**PROMPT:**
Reproduce the following entries exactly, leaving nothing out.

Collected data
::::::::::
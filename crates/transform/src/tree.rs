use serde_json::{Map, Value};
use tracing::trace;

use crate::TransformError;

type StringFn = Box<dyn Fn(&str, String) -> anyhow::Result<String> + Send + Sync>;
type ObjectFn = Box<dyn Fn(&str, &mut Map<String, Value>) -> anyhow::Result<()> + Send + Sync>;
type SliceFn = Box<dyn Fn(&str, Vec<Value>) -> anyhow::Result<Vec<Value>> + Send + Sync>;

/// Callbacks applied to a JSON tree keyed by value shape.
///
/// Paths are `.`-joined keys (`.spec.template`), with `[]` for every sequence level so
/// one registration covers all elements: `.spec.containers[].image`.
#[derive(Default)]
pub struct Transformer {
    strings: Vec<StringFn>,
    objects: Vec<ObjectFn>,
    slices: Vec<SliceFn>,
}

impl Transformer {
    pub fn new() -> Self {
        Self::default()
    }

    /// String callbacks chain: each receives the previous one's output.
    pub fn add_string_transform<F>(&mut self, f: F)
    where
        F: Fn(&str, String) -> anyhow::Result<String> + Send + Sync + 'static,
    {
        self.strings.push(Box::new(f));
    }

    pub fn add_object_transform<F>(&mut self, f: F)
    where
        F: Fn(&str, &mut Map<String, Value>) -> anyhow::Result<()> + Send + Sync + 'static,
    {
        self.objects.push(Box::new(f));
    }

    /// Slice callbacks may return a different sequence; elements are visited afterwards.
    pub fn add_slice_transform<F>(&mut self, f: F)
    where
        F: Fn(&str, Vec<Value>) -> anyhow::Result<Vec<Value>> + Send + Sync + 'static,
    {
        self.slices.push(Box::new(f));
    }

    pub fn transform(&self, root: &mut Map<String, Value>) -> Result<(), TransformError> {
        self.visit_object("", root)
    }

    fn visit_object(&self, path: &str, m: &mut Map<String, Value>) -> Result<(), TransformError> {
        for f in &self.objects {
            f(path, m).map_err(|source| TransformError::Callback { path: path.to_string(), source })?;
        }
        for (k, v) in m.iter_mut() {
            let child = format!("{}.{}", path, k);
            self.visit_value(&child, v)?;
        }
        Ok(())
    }

    fn visit_value(&self, path: &str, v: &mut Value) -> Result<(), TransformError> {
        match v {
            Value::Object(m) => self.visit_object(path, m),
            Value::Array(seq) => {
                if !self.slices.is_empty() {
                    let mut current = std::mem::take(seq);
                    for f in &self.slices {
                        current = f(path, current).map_err(|source| TransformError::Callback { path: path.to_string(), source })?;
                    }
                    *seq = current;
                }
                let child = format!("{}[]", path);
                for item in seq.iter_mut() {
                    self.visit_value(&child, item)?;
                }
                Ok(())
            }
            Value::String(s) => {
                if self.strings.is_empty() {
                    return Ok(());
                }
                let mut current = std::mem::take(s);
                for f in &self.strings {
                    current = f(path, current).map_err(|source| TransformError::Callback { path: path.to_string(), source })?;
                }
                trace!(path, "string transformed");
                *s = current;
                Ok(())
            }
            _ => Ok(()),
        }
    }
}

/// Order a sequence by the canonical JSON text of each element.
pub fn sort_slice(seq: Vec<Value>) -> Result<Vec<Value>, TransformError> {
    let mut keyed = seq
        .into_iter()
        .map(|v| serde_json::to_string(&v).map(|k| (k, v)))
        .collect::<Result<Vec<_>, _>>()
        .map_err(TransformError::Encode)?;
    keyed.sort_by(|a, b| a.0.cmp(&b.0));
    Ok(keyed.into_iter().map(|(_, v)| v).collect())
}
::::::::::
**TASK RESPONSE:**
filename crates/transform/src/tree.rs
use serde_json::{Map, Value};
use tracing::trace;

use crate::TransformError;

type StringFn = Box<dyn Fn(&str, String) -> anyhow::Result<String> + Send + Sync>;
type ObjectFn = Box<dyn Fn(&str, &mut Map<String, Value>) -> anyhow::Result<()> + Send + Sync>;
type SliceFn = Box<dyn Fn(&str, Vec<Value>) -> anyhow::Result<Vec<Value>> + Send + Sync>;

/// Callbacks applied to a JSON tree keyed by value shape.
///
/// Paths are `.`-joined keys (`.spec.template`), with `[]` for every sequence level so
/// one registration covers all elements: `.spec.containers[].image`.
#[derive(Default)]
pub struct Transformer {
    strings: Vec<StringFn>,
    objects: Vec<ObjectFn>,
    slices: Vec<SliceFn>,
}

impl Transformer {
    pub fn new() -> Self {
        Self::default()
    }

    /// String callbacks chain: each receives the previous one's output.
    pub fn add_string_transform<F>(&mut self, f: F)
    where
        F: Fn(&str, String) -> anyhow::Result<String> + Send + Sync + 'static,
    {
        self.strings.push(Box::new(f));
    }

    pub fn add_object_transform<F>(&mut self, f: F)
    where
        F: Fn(&str, &mut Map<String, Value>) -> anyhow::Result<()> + Send + Sync + 'static,
    {
        self.objects.push(Box::new(f));
    }

    /// Slice callbacks may return a different sequence; elements are visited afterwards.
    pub fn add_slice_transform<F>(&mut self, f: F)
    where
        F: Fn(&str, Vec<Value>) -> anyhow::Result<Vec<Value>> + Send + Sync + 'static,
    {
        self.slices.push(Box::new(f));
    }

    pub fn transform(&self, root: &mut Map<String, Value>) -> Result<(), TransformError> {
        self.visit_object("", root)
    }

    fn visit_object(&self, path: &str, m: &mut Map<String, Value>) -> Result<(), TransformError> {
        for f in &self.objects {
            f(path, m).map_err(|source| TransformError::Callback { path: path.to_string(), source })?;
        }
        for (k, v) in m.iter_mut() {
            let child = format!("{}.{}", path, k);
            self.visit_value(&child, v)?;
        }
        Ok(())
    }

    fn visit_value(&self, path: &str, v: &mut Value) -> Result<(), TransformError> {
        match v {
            Value::Object(m) => self.visit_object(path, m),
            Value::Array(seq) => {
                if !self.slices.is_empty() {
                    let mut current = std::mem::take(seq);
                    for f in &self.slices {
                        current = f(path, current).map_err(|source| TransformError::Callback { path: path.to_string(), source })?;
                    }
                    *seq = current;
                }
                let child = format!("{}[]", path);
                for item in seq.iter_mut() {
                    self.visit_value(&child, item)?;
                }
                Ok(())
            }
            Value::String(s) => {
                if self.strings.is_empty() {
                    return Ok(());
                }
                let mut current = std::mem::take(s);
                for f in &self.strings {
                    current = f(path, current).map_err(|source| TransformError::Callback { path: path.to_string(), source })?;
                }
                trace!(path, "string transformed");
                *s = current;
                Ok(())
            }
            _ => Ok(()),
        }
    }
}

/// Order a sequence by the canonical JSON text of each element.
pub fn sort_slice(seq: Vec<Value>) -> Result<Vec<Value>, TransformError> {
    let mut keyed = seq
        .into_iter()
        .map(|v| serde_json::to_string(&v).map(|k| (k, v)))
        .collect::<Result<Vec<_>, _>>()
        .map_err(TransformError::Encode)?;
    keyed.sort_by(|a, b| a.0.cmp(&b.0));
    Ok(keyed.into_iter().map(|(_, v)| v).collect())
}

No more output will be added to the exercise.